**ACTIVITY:** Below are some records. Pull every line that contains the word "title".

============

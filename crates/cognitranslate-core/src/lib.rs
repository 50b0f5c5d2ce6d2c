//! CogniTranslate Core Library
//!
//! Translates cognitive science papers and articles:
//! - Text extraction from PDFs (mupdf) and web pages (paragraph scraping)
//! - Fixed-size chunking and translation with pretrained MarianMT models
//!   or an OpenAI-compatible endpoint
//! - Per-chunk caching (memory and disk)
//! - Export of the translated text as a PDF

pub mod cache;
pub mod config;
pub mod error;
pub mod pdf;
pub mod scrape;
pub mod translator;
pub mod util;

pub use cache::{CacheKey, TranslationCache};
pub use config::{
    AppConfig, DEFAULT_CHUNK_SIZE, DEFAULT_SOURCE_LANG, DEFAULT_TARGET_LANG, Lang, LanguageOption,
    TranslatorBackend, TranslatorConfig, is_supported_target, language_name, target_languages,
};
pub use error::{Error, Result};
pub use pdf::{PdfDocument, PdfExporter, TextExtractor, export_text_pdf, extract_pdf_text};
pub use scrape::{ScrapedPage, WebScraper, extract_paragraphs};
pub use translator::{Translator, TranslatorInfo, chunk_text, create_translator};
pub use util::{clear_translation_cache, download_stem};

use bytes::Bytes;
use std::sync::Arc;
use tracing::{debug, info};

/// Called with `(chunks_done, chunks_total)` after every chunk.
pub type ProgressCallback = Box<dyn Fn(usize, usize) + Send + Sync>;

/// Status line for a job that has finished `done` of `total` chunks.
///
/// `stage` is shown until the chunk count is known.
pub fn progress_message(stage: &str, done: usize, total: usize) -> String {
    match (done, total) {
        (_, 0) => stage.to_string(),
        (_, 1) if done >= 1 => "Translated 1 chunk".to_string(),
        (done, total) if done >= total => format!("Translated {total} chunks"),
        (done, total) => format!("Translating chunk {} of {total}", done + 1),
    }
}

/// Where the text to translate comes from
#[derive(Debug, Clone)]
pub enum Source {
    /// An uploaded or local PDF
    Pdf { filename: String, bytes: Bytes },
    /// A web page whose paragraphs are scraped
    Web { url: String },
}

impl Source {
    /// Short name used in logs, the UI and download file names.
    pub fn label(&self) -> &str {
        match self {
            Self::Pdf { filename, .. } => filename,
            Self::Web { url } => url,
        }
    }

    /// Stage description shown while extracting.
    pub const fn stage(&self) -> &'static str {
        match self {
            Self::Pdf { .. } => "Processing PDF...",
            Self::Web { .. } => "Processing Website...",
        }
    }
}

/// Text pulled out of a [`Source`]
#[derive(Debug, Clone)]
pub struct ExtractedText {
    pub text: String,
    /// PDF title metadata or HTML `<title>`
    pub title: Option<String>,
}

/// Output of [`CogniTranslator::translate_text`]
#[derive(Debug, Clone)]
pub struct TranslatedText {
    pub text: String,
    pub model: String,
    /// Non-blank chunks in the input
    pub chunk_count: usize,
    /// How many of those came from the cache
    pub cached_chunks: usize,
}

/// Everything produced by one [`CogniTranslator::run`]
#[derive(Debug, Clone)]
pub struct TranslationOutcome {
    pub source_label: String,
    pub title: Option<String>,
    pub target: Lang,
    pub model: String,
    pub source_text: String,
    pub translated_text: String,
    pub chunk_count: usize,
    pub cached_chunks: usize,
}

/// High-level translator that combines extraction, translation, caching and export
pub struct CogniTranslator {
    translator: Arc<dyn Translator>,
    cache: TranslationCache,
    scraper: WebScraper,
    config: AppConfig,
}

impl CogniTranslator {
    /// Create a new translator with the given configuration
    pub fn new(config: AppConfig) -> Result<Self> {
        let translator = create_translator(&config.translator)?;
        let cache = TranslationCache::new(&config.cache)?;
        Ok(Self::from_parts(translator, cache, config))
    }

    /// Create with a shared cache (for cache sharing across instances)
    pub fn with_cache(config: AppConfig, cache: TranslationCache) -> Result<Self> {
        let translator = create_translator(&config.translator)?;
        Ok(Self::from_parts(translator, cache, config))
    }

    /// Create with a custom translator
    pub fn with_translator(translator: Arc<dyn Translator>, config: AppConfig) -> Result<Self> {
        let cache = TranslationCache::new(&config.cache)?;
        Ok(Self::from_parts(translator, cache, config))
    }

    fn from_parts(translator: Arc<dyn Translator>, cache: TranslationCache, config: AppConfig) -> Self {
        let scraper = WebScraper::new(&config.scraper);
        Self {
            translator,
            cache,
            scraper,
            config,
        }
    }

    /// Pull the raw text out of a source.
    ///
    /// PDF parsing runs on the blocking pool. Whitespace-only results are
    /// reported as [`Error::NoTextExtracted`].
    pub async fn extract(&self, source: &Source) -> Result<ExtractedText> {
        info!("Extracting text from {}", source.label());

        let extracted = match source {
            Source::Pdf { bytes, .. } => {
                let bytes = bytes.clone();
                tokio::task::spawn_blocking(move || -> Result<ExtractedText> {
                    let doc = PdfDocument::from_bytes(bytes)?;
                    debug!("PDF {} has {} pages", doc.content_id(), doc.page_count());
                    let text = TextExtractor::new(&doc).extract_text()?;
                    Ok(ExtractedText {
                        text,
                        title: doc.metadata().title.clone(),
                    })
                })
                .await
                .map_err(|e| Error::PdfOpen(format!("extraction task failed: {e}")))??
            }
            Source::Web { url } => {
                let page = self.scraper.scrape(url).await?;
                ExtractedText {
                    text: page.text,
                    title: page.title,
                }
            }
        };

        if extracted.text.trim().is_empty() {
            return Err(Error::NoTextExtracted(source.label().to_string()));
        }

        debug!(
            "Extracted {} characters from {}",
            extracted.text.chars().count(),
            source.label()
        );
        Ok(extracted)
    }

    /// Translate `text` from the configured source language into `target`.
    ///
    /// The text is cut into fixed windows of `translator.chunk_size`
    /// characters; blank windows are dropped and the translated windows are
    /// joined with a single space. The first failing chunk aborts the call.
    pub async fn translate_text(
        &self,
        text: &str,
        target: &Lang,
        progress: Option<ProgressCallback>,
    ) -> Result<TranslatedText> {
        if !is_supported_target(target.as_str()) {
            return Err(Error::TranslationUnsupportedLanguage(target.to_string()));
        }

        let source = &self.config.source_lang;
        let model = self.config.translator.model_for(source, target);
        let chunks: Vec<&str> = chunk_text(text, self.config.translator.chunk_size)
            .into_iter()
            .filter(|chunk| !translator::is_blank(chunk))
            .collect();
        let total = chunks.len();

        info!(
            "Translating {} chunks into {} with {} ({})",
            total,
            target,
            self.translator.name(),
            model
        );

        let mut outputs = Vec::with_capacity(total);
        let mut cached_chunks = 0;

        if let Some(ref callback) = progress {
            callback(0, total);
        }

        for (index, chunk) in chunks.into_iter().enumerate() {
            let key = CacheKey::new(chunk, self.translator.name(), &model, source, target);

            let translated = if let Some(hit) = self.cache.get(&key).await {
                debug!("Cache hit for chunk {}", index + 1);
                cached_chunks += 1;
                hit
            } else {
                let translated = self.translator.translate(chunk, source, target).await?;
                self.cache.insert(&key, &translated).await;
                translated
            };
            outputs.push(translated);

            if let Some(ref callback) = progress {
                callback(index + 1, total);
            }
        }

        Ok(TranslatedText {
            text: outputs.join(" "),
            model,
            chunk_count: total,
            cached_chunks,
        })
    }

    /// Extract and translate a source in one go.
    pub async fn run(
        &self,
        source: &Source,
        target: &Lang,
        progress: Option<ProgressCallback>,
    ) -> Result<TranslationOutcome> {
        let extracted = self.extract(source).await?;
        let translated = self.translate_text(&extracted.text, target, progress).await?;

        info!(
            "Translated {} ({} chunks, {} cached)",
            source.label(),
            translated.chunk_count,
            translated.cached_chunks
        );

        Ok(TranslationOutcome {
            source_label: source.label().to_string(),
            title: extracted.title,
            target: target.clone(),
            model: translated.model,
            source_text: extracted.text,
            translated_text: translated.text,
            chunk_count: translated.chunk_count,
            cached_chunks: translated.cached_chunks,
        })
    }

    /// Render translated text as a PDF using the configured layout.
    ///
    /// `title` replaces the configured document title when given.
    pub fn export_pdf(&self, text: &str, title: Option<&str>) -> Result<Vec<u8>> {
        let exporter = PdfExporter::new(&self.config.export);
        match title {
            Some(title) => exporter.with_title(title).export(text),
            None => exporter.export(text),
        }
    }

    pub const fn config(&self) -> &AppConfig {
        &self.config
    }

    pub fn translator_info(&self) -> TranslatorInfo {
        self.translator.info()
    }

    pub fn is_available(&self) -> bool {
        self.translator.is_available()
    }

    pub fn clear_cache(&self) {
        self.cache.clear();
    }
}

============

**TASK ANSWER:**
    /// PDF title metadata or HTML `<title>`
    pub title: Option<String>,
    pub title: Option<String>,
                        title: doc.metadata().title.clone(),
                    title: page.title,
            title: extracted.title,
    /// `title` replaces the configured document title when given.
    pub fn export_pdf(&self, text: &str, title: Option<&str>) -> Result<Vec<u8>> {
        match title {
            Some(title) => exporter.with_title(title).export(text),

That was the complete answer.